In the entries below, find every line with "true" and copy it.
'''
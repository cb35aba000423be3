use crate::errors::TfheResult;
use crate::lwe::{LweKey, LweParams};
use crate::math::uniform_torus_coefficients;
use crate::torus::Torus;
use rand::Rng;

/// LWE ciphertext `(a, b = <a, s> + μ + e)`.
///
/// `current_variance` is the tracked upper bound on the variance of `e`.
#[derive(Debug, Clone, PartialEq)]
pub struct LweSample<T: Torus> {
    pub a: Vec<T>,
    pub b: T,
    pub current_variance: f64,
}

impl<T: Torus> LweSample<T> {
    /// All-zero sample of dimension `n`.
    pub fn new(params: &LweParams<T>) -> Self {
        Self::trivial(T::zero(params.precision()), params)
    }

    /// Noiseless encryption of `mu` (a = 0).
    pub fn trivial(mu: T, params: &LweParams<T>) -> Self {
        Self {
            a: vec![T::zero(params.precision()); params.n()],
            b: mu,
            current_variance: 0.0,
        }
    }

    pub fn dimension(&self) -> usize {
        self.a.len()
    }

    /// Encrypts `mu` with Gaussian noise of standard deviation `alpha`.
    pub fn encrypt<R: Rng + ?Sized>(
        key: &LweKey<T>,
        mu: T,
        alpha: f64,
        rng: &mut R,
    ) -> TfheResult<Self> {
        let params = key.params();
        params.modulus().check_alpha(alpha)?;
        let precision = params.precision();

        let a = uniform_torus_coefficients(params.n(), precision, rng);
        let mut b = T::gaussian(alpha, precision, rng);
        b.add_assign(&mu, precision);
        for (ai, &si) in a.iter().zip(key.bits()) {
            b.add_mul_int(ai, i64::from(si), precision);
        }
        Ok(Self {
            a,
            b,
            current_variance: alpha * alpha,
        })
    }

    /// Encrypts a boolean as `±1/8` with the minimal admissible noise.
    pub fn encrypt_bit<R: Rng + ?Sized>(
        key: &LweKey<T>,
        bit: bool,
        rng: &mut R,
    ) -> TfheResult<Self> {
        let params = key.params();
        let mu = T::mod_switch_to_torus(if bit { 1 } else { 7 }, 8, params.precision());
        Self::encrypt(key, mu, params.alpha_min(), rng)
    }

    /// `b - <a, s>`.
    pub fn phase(&self, key: &LweKey<T>) -> TfheResult<T> {
        let params = key.params();
        params.check_sample(self.a.len())?;
        let precision = params.precision();
        let mut phase = self.b;
        for (ai, &si) in self.a.iter().zip(key.bits()) {
            phase.add_mul_int(ai, -i64::from(si), precision);
        }
        Ok(phase)
    }

    /// Phase rounded to the nearest multiple of `1/msize`.
    pub fn decrypt(&self, key: &LweKey<T>, msize: u64) -> TfheResult<T> {
        let phase = self.phase(key)?;
        Ok(phase.approx_phase(msize, key.params().precision()))
    }

    /// Message index in `[0, msize)`.
    pub fn decrypt_message(&self, key: &LweKey<T>, msize: u64) -> TfheResult<u64> {
        let phase = self.phase(key)?;
        Ok(phase.mod_switch_from_torus(msize, key.params().precision()))
    }

    pub fn decrypt_bit(&self, key: &LweKey<T>) -> TfheResult<bool> {
        let phase = self.phase(key)?;
        Ok(phase.to_real(key.params().precision()) > 0.0)
    }

    fn check_pair(&self, rhs: &Self, params: &LweParams<T>) -> TfheResult<()> {
        params.check_sample(self.a.len())?;
        params.check_sample(rhs.a.len())
    }

    /// `self += k · rhs`; variance grows by `k² · var(rhs)`.
    pub fn add_mul_assign(
        &mut self,
        rhs: &Self,
        k: i64,
        params: &LweParams<T>,
    ) -> TfheResult<()> {
        self.check_pair(rhs, params)?;
        let precision = params.precision();
        for (x, y) in self.a.iter_mut().zip(&rhs.a) {
            x.add_mul_int(y, k, precision);
        }
        self.b.add_mul_int(&rhs.b, k, precision);
        let kf = k as f64;
        self.current_variance += kf * kf * rhs.current_variance;
        Ok(())
    }

    pub fn sub_mul_assign(
        &mut self,
        rhs: &Self,
        k: i64,
        params: &LweParams<T>,
    ) -> TfheResult<()> {
        self.add_mul_assign(rhs, k.wrapping_neg(), params)
    }

    pub fn add_assign(&mut self, rhs: &Self, params: &LweParams<T>) -> TfheResult<()> {
        self.check_pair(rhs, params)?;
        let precision = params.precision();
        for (x, y) in self.a.iter_mut().zip(&rhs.a) {
            x.add_assign(y, precision);
        }
        self.b.add_assign(&rhs.b, precision);
        self.current_variance += rhs.current_variance;
        Ok(())
    }

    pub fn sub_assign(&mut self, rhs: &Self, params: &LweParams<T>) -> TfheResult<()> {
        self.check_pair(rhs, params)?;
        let precision = params.precision();
        for (x, y) in self.a.iter_mut().zip(&rhs.a) {
            x.sub_assign(y, precision);
        }
        self.b.sub_assign(&rhs.b, precision);
        self.current_variance += rhs.current_variance;
        Ok(())
    }

    /// Negates the plaintext; the variance is unchanged.
    pub fn negate(&mut self, params: &LweParams<T>) -> TfheResult<()> {
        params.check_sample(self.a.len())?;
        let precision = params.precision();
        for x in self.a.iter_mut() {
            *x = x.neg(precision);
        }
        self.b = self.b.neg(precision);
        Ok(())
    }

    /// Adds a public constant to the plaintext.
    pub fn add_constant(&mut self, mu: T, params: &LweParams<T>) -> TfheResult<()> {
        params.check_sample(self.a.len())?;
        self.b.add_assign(&mu, params.precision());
        Ok(())
    }
}

/// `lhs + rhs` as a new sample.
pub fn add<T: Torus>(
    lhs: &LweSample<T>,
    rhs: &LweSample<T>,
    params: &LweParams<T>,
) -> TfheResult<LweSample<T>> {
    let mut out = lhs.clone();
    out.add_assign(rhs, params)?;
    Ok(out)
}

/// `lhs - rhs` as a new sample.
pub fn sub<T: Torus>(
    lhs: &LweSample<T>,
    rhs: &LweSample<T>,
    params: &LweParams<T>,
) -> TfheResult<LweSample<T>> {
    let mut out = lhs.clone();
    out.sub_assign(rhs, params)?;
    Ok(out)
}

#[cfg(test)]
mod tests {
    use super::*;
    use crate::errors::TfheError;
    use crate::torus::{BigPrecision, BigTorus, ModulusParams, NativeWidth, Torus32};
    use approx::assert_relative_eq;
    use rand::SeedableRng;
    use rand_chacha::ChaCha20Rng;
    use std::sync::Arc;

    fn setup(n: usize, seed: u64) -> (Arc<LweParams<Torus32>>, LweKey<Torus32>, ChaCha20Rng) {
        let modulus = ModulusParams::new(NativeWidth, 2f64.powi(-15), 2f64.powi(-6)).unwrap();
        let params = Arc::new(LweParams::new(n, modulus).unwrap());
        let mut rng = ChaCha20Rng::seed_from_u64(seed);
        let key = LweKey::generate(params.clone(), &mut rng);
        (params, key, rng)
    }

    // ── Encryption ──

    #[test]
    fn encrypt_decrypt_recovers_message() {
        let (_, key, mut rng) = setup(500, 1);
        let p = NativeWidth;
        for mu in 0..8 {
            let m = Torus32::mod_switch_to_torus(mu, 8, &p);
            let c = LweSample::encrypt(&key, m, 2f64.powi(-10), &mut rng).unwrap();
            assert_eq!(c.decrypt(&key, 8).unwrap(), m);
            assert_eq!(c.decrypt_message(&key, 8).unwrap(), mu);
            assert_relative_eq!(c.current_variance, 2f64.powi(-20));
        }
    }

    #[test]
    fn encrypt_rejects_noise_outside_bounds() {
        let (_, key, mut rng) = setup(16, 2);
        let err = LweSample::encrypt(&key, Torus32(0), 0.25, &mut rng).unwrap_err();
        assert!(matches!(err, TfheError::NoiseOutOfRange { .. }));
        let err = LweSample::encrypt(&key, Torus32(0), 2f64.powi(-20), &mut rng).unwrap_err();
        assert!(matches!(err, TfheError::NoiseOutOfRange { .. }));
    }

    #[test]
    fn bits_round_trip() {
        let (_, key, mut rng) = setup(200, 3);
        for &bit in &[true, false, true, true, false] {
            let c = LweSample::encrypt_bit(&key, bit, &mut rng).unwrap();
            assert_eq!(c.decrypt_bit(&key).unwrap(), bit);
        }
    }

    #[test]
    fn trivial_sample_is_noiseless() {
        let (params, key, _) = setup(32, 4);
        let mu = Torus32::from_real(0.3, &NativeWidth);
        let c = LweSample::trivial(mu, &params);
        assert_eq!(c.phase(&key).unwrap(), mu);
        assert_eq!(c.current_variance, 0.0);
    }

    #[test]
    fn big_backend_encrypts_with_tiny_noise() {
        let precision = BigPrecision::<2>::new(100).unwrap();
        let modulus = ModulusParams::new(precision, 2f64.powi(-80), 2f64.powi(-10)).unwrap();
        let params = Arc::new(LweParams::new(64, modulus).unwrap());
        let mut rng = ChaCha20Rng::seed_from_u64(5);
        let key = LweKey::generate(params, &mut rng);
        let m = BigTorus::mod_switch_to_torus(5, 1 << 40, &precision);
        let c = LweSample::encrypt(&key, m, 2f64.powi(-80), &mut rng).unwrap();
        assert_eq!(c.decrypt(&key, 1 << 40).unwrap(), m);
    }

    // ── Homomorphic operations ──

    #[test]
    fn linear_combination_tracks_variance() {
        let (params, key, mut rng) = setup(300, 6);
        let p = NativeWidth;
        let one = Torus32::mod_switch_to_torus(1, 16, &p);
        let two = Torus32::mod_switch_to_torus(2, 16, &p);
        let c1 = LweSample::encrypt(&key, one, 2f64.powi(-12), &mut rng).unwrap();
        let c2 = LweSample::encrypt(&key, two, 2f64.powi(-11), &mut rng).unwrap();

        let sum = add(&c1, &c2, &params).unwrap();
        assert_eq!(sum.current_variance, c1.current_variance + c2.current_variance);
        assert_eq!(sum.decrypt_message(&key, 16).unwrap(), 3);

        let diff = sub(&c1, &c2, &params).unwrap();
        assert_eq!(diff.decrypt_message(&key, 16).unwrap(), 15);

        let mut scaled = c1.clone();
        scaled.add_mul_assign(&c2, 3, &params).unwrap();
        assert_eq!(scaled.decrypt_message(&key, 16).unwrap(), 7);
        assert_relative_eq!(
            scaled.current_variance,
            c1.current_variance + 9.0 * c2.current_variance
        );

        scaled.sub_mul_assign(&c2, 3, &params).unwrap();
        assert_eq!(scaled.decrypt_message(&key, 16).unwrap(), 1);
    }

    #[test]
    fn negate_and_add_constant() {
        let (params, key, mut rng) = setup(100, 7);
        let p = NativeWidth;
        let mut c = LweSample::encrypt_bit(&key, true, &mut rng).unwrap();
        let variance = c.current_variance;
        c.negate(&params).unwrap();
        assert!(!c.decrypt_bit(&key).unwrap());
        assert_eq!(c.current_variance, variance);

        c.add_constant(Torus32::mod_switch_to_torus(2, 8, &p), &params).unwrap();
        assert!(c.decrypt_bit(&key).unwrap());
    }

    #[test]
    fn mismatched_dimension_leaves_destination_untouched() {
        let (params, key, mut rng) = setup(64, 8);
        let (_, short_key, _) = setup(32, 9);
        let mut c = LweSample::encrypt_bit(&key, true, &mut rng).unwrap();
        let other = LweSample::encrypt_bit(&short_key, true, &mut rng).unwrap();
        let before = c.clone();

        let err = c.add_assign(&other, &params).unwrap_err();
        assert_eq!(
            err,
            TfheError::DimensionMismatch {
                what: "LWE sample",
                expected: 64,
                actual: 32
            }
        );
        assert_eq!(c, before);
        assert!(other.phase(&key).is_err());
    }
}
'''
## ANSWER BELOW
        for &bit in &[true, false, true, true, false] {
        let mut c = LweSample::encrypt_bit(&key, true, &mut rng).unwrap();
        let mut c = LweSample::encrypt_bit(&key, true, &mut rng).unwrap();
        let other = LweSample::encrypt_bit(&short_key, true, &mut rng).unwrap();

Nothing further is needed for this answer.